# Spazmond



## Spazbarista (Dec 6, 2011)

Spazmond the Spaziale is now exuding an ethereal blue glow...


----------



## Thecatlinux (Mar 10, 2014)

Whoa there that looks great ! LED strip?


----------



## Spazbarista (Dec 6, 2011)

Yep. 'Bout £3 off eBay and a 9v battery box.


----------



## ronsil (Mar 8, 2012)

Looks good but I hope it doesn't taint the espresso


----------



## Southpaw (Feb 26, 2012)

Got your priorities straight - drink already poured over on the right


----------



## Jon V (Feb 24, 2014)

How are you getting on with it? Any thoughts compared with the brewtus?


----------



## Spazbarista (Dec 6, 2011)

First shot I pulled was with the old Mazzer and beans that I'm familiar with. It tasted amazing...

....but I hadn't had a coffee for two weeks so anything would have tasted pretty good.

The following day I swapped the Mazz for a 65E and I haven't sat down to do things consistently but have been pissing around doing things on the fly and making too many changes.

I'll probably have a proper session of Saturday and weigh the doses and dial it in properly.

Its a different sort of machine. I like it, and gut feeling is that it produces a cup with a bit more clarity but that's just a gut feeling.

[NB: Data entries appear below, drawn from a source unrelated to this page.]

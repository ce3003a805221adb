//! WebSocket connection with state management and auto-reconnect.

use std::marker::PhantomData;
use std::sync::atomic::{AtomicU64, Ordering};
use std::sync::Arc;
use std::time::Duration;

use futures_channel::mpsc::{unbounded, UnboundedSender};
use livetable_shared::{encode, Decode, FrameError};
use serde::Serialize;
use tokio::sync::watch;
use url::Url;

use super::connector::{CloseInfo, Connector, TungsteniteConnector};
use super::driver::Driver;
use crate::config::TransportConfig;
use crate::credentials::CredentialProvider;
use crate::error::{ConfigError, TransportError, TransportResult};

/// Connection state of a transport.
///
/// ```text
/// Connecting ─► Open ─► Closing ─► WaitingToReconnect ─► Connecting ─► …
///      └──────────────────────────────────┘
/// any state ──close()──► Stopped
/// ```
#[derive(Debug, Clone, PartialEq, Eq)]
pub enum ConnectionState {
    /// Attempt number `attempt` (1-based, counted over the transport's life)
    /// is opening.
    Connecting { attempt: u64 },
    Open,
    Closing,
    /// Sleeping before the next attempt.
    WaitingToReconnect { delay: Duration },
    /// Terminal. Reached only through `close()` or dropping the connection.
    Stopped,
}

impl ConnectionState {
    pub fn is_open(&self) -> bool {
        matches!(self, ConnectionState::Open)
    }

    pub fn is_stopped(&self) -> bool {
        matches!(self, ConnectionState::Stopped)
    }
}

/// Counters for conditions that are otherwise only visible in logs.
#[derive(Debug, Clone, Copy, Default, PartialEq, Eq)]
pub struct TransportStats {
    pub connect_attempts: u64,
    pub opens: u64,
    pub closes: u64,
    /// Data frames received, including the ones dropped.
    pub frames_received: u64,
    /// Frames that failed to decode.
    pub frames_dropped: u64,
    pub messages_sent: u64,
    /// Payloads dropped because the connection was not open.
    pub sends_dropped: u64,
}

#[derive(Debug, Default)]
pub(crate) struct StatsCounters {
    pub(crate) connect_attempts: AtomicU64,
    pub(crate) opens: AtomicU64,
    pub(crate) closes: AtomicU64,
    pub(crate) frames_received: AtomicU64,
    pub(crate) frames_dropped: AtomicU64,
    pub(crate) messages_sent: AtomicU64,
    pub(crate) sends_dropped: AtomicU64,
}

impl StatsCounters {
    pub(crate) fn bump(counter: &AtomicU64) {
        counter.fetch_add(1, Ordering::Relaxed);
    }

    fn snapshot(&self) -> TransportStats {
        TransportStats {
            connect_attempts: self.connect_attempts.load(Ordering::Relaxed),
            opens: self.opens.load(Ordering::Relaxed),
            closes: self.closes.load(Ordering::Relaxed),
            frames_received: self.frames_received.load(Ordering::Relaxed),
            frames_dropped: self.frames_dropped.load(Ordering::Relaxed),
            messages_sent: self.messages_sent.load(Ordering::Relaxed),
            sends_dropped: self.sends_dropped.load(Ordering::Relaxed),
        }
    }
}

/// Lifecycle callbacks. Each is called at most once per event per connection
/// attempt, always from the transport's driver task, never concurrently.
pub struct Handlers<M> {
    pub(crate) on_open: Option<Box<dyn Fn() + Send + Sync>>,
    pub(crate) on_message: Option<Box<dyn Fn(M) + Send + Sync>>,
    pub(crate) on_close: Option<Box<dyn Fn(&CloseInfo) + Send + Sync>>,
    pub(crate) on_error: Option<Box<dyn Fn(&TransportError) + Send + Sync>>,
    pub(crate) on_decode_error: Option<Box<dyn Fn(&FrameError) + Send + Sync>>,
}

impl<M> Default for Handlers<M> {
    fn default() -> Self {
        Self {
            on_open: None,
            on_message: None,
            on_close: None,
            on_error: None,
            on_decode_error: None,
        }
    }
}

impl<M> Handlers<M> {
    pub fn new() -> Self {
        Self::default()
    }

    pub fn on_open(mut self, f: impl Fn() + Send + Sync + 'static) -> Self {
        self.on_open = Some(Box::new(f));
        self
    }

    /// Called with every successfully decoded frame, in receive order.
    pub fn on_message(mut self, f: impl Fn(M) + Send + Sync + 'static) -> Self {
        self.on_message = Some(Box::new(f));
        self
    }

    pub fn on_close(mut self, f: impl Fn(&CloseInfo) + Send + Sync + 'static) -> Self {
        self.on_close = Some(Box::new(f));
        self
    }

    pub fn on_error(mut self, f: impl Fn(&TransportError) + Send + Sync + 'static) -> Self {
        self.on_error = Some(Box::new(f));
        self
    }

    /// Called for each inbound frame that was dropped because it did not
    /// decode.
    pub fn on_decode_error(mut self, f: impl Fn(&FrameError) + Send + Sync + 'static) -> Self {
        self.on_decode_error = Some(Box::new(f));
        self
    }

    pub(crate) fn open(&self) {
        if let Some(f) = &self.on_open {
            f();
        }
    }

    pub(crate) fn message(&self, message: M) {
        if let Some(f) = &self.on_message {
            f(message);
        }
    }

    pub(crate) fn close(&self, info: &CloseInfo) {
        if let Some(f) = &self.on_close {
            f(info);
        }
    }

    pub(crate) fn error(&self, error: &TransportError) {
        if let Some(f) = &self.on_error {
            f(error);
        }
    }

    pub(crate) fn decode_error(&self, error: &FrameError) {
        if let Some(f) = &self.on_decode_error {
            f(error);
        }
    }
}

/// Clonable handle for sending through a connection and observing it.
#[derive(Clone)]
pub struct WsHandle {
    sender: UnboundedSender<String>,
    state: watch::Receiver<ConnectionState>,
    stats: Arc<StatsCounters>,
    /// Endpoint without credentials.
    pub url: String,
}

impl WsHandle {
    /// Serialize `payload` to JSON and write it if the connection is open.
    ///
    /// Nothing is queued: while the connection is not open the payload is
    /// dropped and [`TransportError::NotConnected`] is returned.
    pub fn send<T: Serialize + ?Sized>(&self, payload: &T) -> TransportResult<()> {
        if !self.state.borrow().is_open() {
            return Err(self.dropped());
        }
        let json = encode(payload).map_err(|e| TransportError::Encode(e.to_string()))?;
        tracing::debug!("queueing {} bytes for {}", json.len(), self.url);
        self.sender
            .unbounded_send(json)
            .map_err(|_| self.dropped())
    }

    fn dropped(&self) -> TransportError {
        StatsCounters::bump(&self.stats.sends_dropped);
        tracing::debug!("dropping send to {}: not connected", self.url);
        TransportError::NotConnected
    }

    pub fn state(&self) -> ConnectionState {
        self.state.borrow().clone()
    }

    pub fn is_open(&self) -> bool {
        self.state.borrow().is_open()
    }

    pub fn stats(&self) -> TransportStats {
        self.stats.snapshot()
    }
}

/// A managed, auto-reconnecting connection to one endpoint.
///
/// Inbound frames are decoded into `M` and handed to
/// [`Handlers::on_message`]. The connection runs on a background tokio task
/// until [`WsConnection::close`] is called or the value is dropped.
pub struct WsConnection<M> {
    handle: WsHandle,
    shutdown: watch::Sender<bool>,
    _message: PhantomData<fn(M)>,
}

impl<M: Decode + Send + 'static> WsConnection<M> {
    /// Connect with the WebSocket connector and no credential.
    ///
    /// Must be called from within a tokio runtime.
    pub fn connect(config: TransportConfig, handlers: Handlers<M>) -> Result<Self, ConfigError> {
        Self::builder(config).handlers(handlers).spawn()
    }

    pub fn builder(config: TransportConfig) -> WsConnectionBuilder<M> {
        WsConnectionBuilder {
            config,
            handlers: Handlers::default(),
            connector: None,
            credentials: None,
        }
    }
}

impl<M> WsConnection<M> {
    /// See [`WsHandle::send`].
    pub fn send<T: Serialize + ?Sized>(&self, payload: &T) -> TransportResult<()> {
        self.handle.send(payload)
    }

    /// A handle for sending from other tasks.
    pub fn handle(&self) -> WsHandle {
        self.handle.clone()
    }

    pub fn state(&self) -> ConnectionState {
        self.handle.state()
    }

    /// A receiver that observes every state transition.
    pub fn state_changes(&self) -> watch::Receiver<ConnectionState> {
        self.handle.state.clone()
    }

    pub fn stats(&self) -> TransportStats {
        self.handle.stats()
    }

    pub fn url(&self) -> &str {
        &self.handle.url
    }

    /// Close the current connection and stop reconnecting.
    pub fn close(&self) {
        if !self.shutdown.send_replace(true) {
            tracing::info!("closing connection to {}", self.handle.url);
        }
    }

    /// Wait until the transport has reached [`ConnectionState::Stopped`].
    pub async fn stopped(&self) {
        let mut state = self.handle.state.clone();
        let _ = state.wait_for(ConnectionState::is_stopped).await;
    }
}

impl<M> Drop for WsConnection<M> {
    fn drop(&mut self) {
        self.shutdown.send_replace(true);
    }
}

/// Builder for [`WsConnection`].
pub struct WsConnectionBuilder<M> {
    config: TransportConfig,
    pub(crate) handlers: Handlers<M>,
    connector: Option<Arc<dyn Connector>>,
    credentials: Option<Arc<dyn CredentialProvider>>,
}

impl<M: Decode + Send + 'static> WsConnectionBuilder<M> {
    pub fn handlers(mut self, handlers: Handlers<M>) -> Self {
        self.handlers = handlers;
        self
    }

    /// Replace the WebSocket connector.
    pub fn connector(mut self, connector: impl Connector + 'static) -> Self {
        self.connector = Some(Arc::new(connector));
        self
    }

    /// Append a credential to the URL on every attempt.
    pub fn credentials(mut self, provider: impl CredentialProvider + 'static) -> Self {
        self.credentials = Some(Arc::new(provider));
        self
    }

    pub fn config(&self) -> &TransportConfig {
        &self.config
    }

    pub(crate) fn config_mut(&mut self) -> &mut TransportConfig {
        &mut self.config
    }

    /// Validate the endpoint and start the driver task.
    pub fn spawn(self) -> Result<WsConnection<M>, ConfigError> {
        let endpoint: Url = self.config.endpoint()?;
        let (sender, commands) = unbounded();
        let (state_tx, state_rx) = watch::channel(ConnectionState::Connecting { attempt: 0 });
        let (shutdown, shutdown_rx) = watch::channel(false);
        let stats = Arc::new(StatsCounters::default());

        let handle = WsHandle {
            sender,
            state: state_rx,
            stats: stats.clone(),
            url: endpoint.to_string(),
        };

        let driver = Driver {
            endpoint,
            reconnect_delay: self.config.reconnect_delay,
            connect_timeout: self.config.connect_timeout,
            credential_param: self.config.credential_param,
            handlers: self.handlers,
            connector: self
                .connector
                .unwrap_or_else(|| Arc::new(TungsteniteConnector)),
            credentials: self.credentials,
            state: state_tx,
            stats,
        };
        tokio::spawn(driver.run(commands, shutdown_rx));

        Ok(WsConnection {
            handle,
            shutdown,
            _message: PhantomData,
        })
    }
}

I see GioEspresso are selling them for £1400 now. Makes it a very decent alternative for the Brewtus level machine.


----------



## Tiny tamper (May 23, 2014)

Looking good spaz ,you thinking of pimping anything else in your corner ie spinners on ur grinder lol


----------



## Soll (Nov 10, 2013)

Loving the heavenly blue glow! Does this mean you don't turn on the kitchen light to pull a shot?


----------



## Spazbarista (Dec 6, 2011)

Don't need to Soll, its all automated. Dose on demand grinder and volumetric espresso machine!

I've made myself redundant


----------



## Soll (Nov 10, 2013)

Fully automatic, love it! But you still have to be there to drink the shot


----------



## Spazbarista (Dec 6, 2011)

The only issue with the setup is not being able to use a standard plug timer to switch it on at 5.30am (it would just turn it on into standby).

There is an optional LA Spaziale timer but its about £160.

I've opted for a cheaper alternative. Can you guess what it is??


----------



## charris (Feb 17, 2014)

Spazbarista said:


> I've opted for a cheaper alternative. Can you guess what it is??


The wife?


----------



## Spazbarista (Dec 6, 2011)

Got it in one


----------



## Kofe (May 4, 2014)

Spazbarista said:


> Spazmond the Spaziale is now exuding an ethereal blue glow...


What a machine.


----------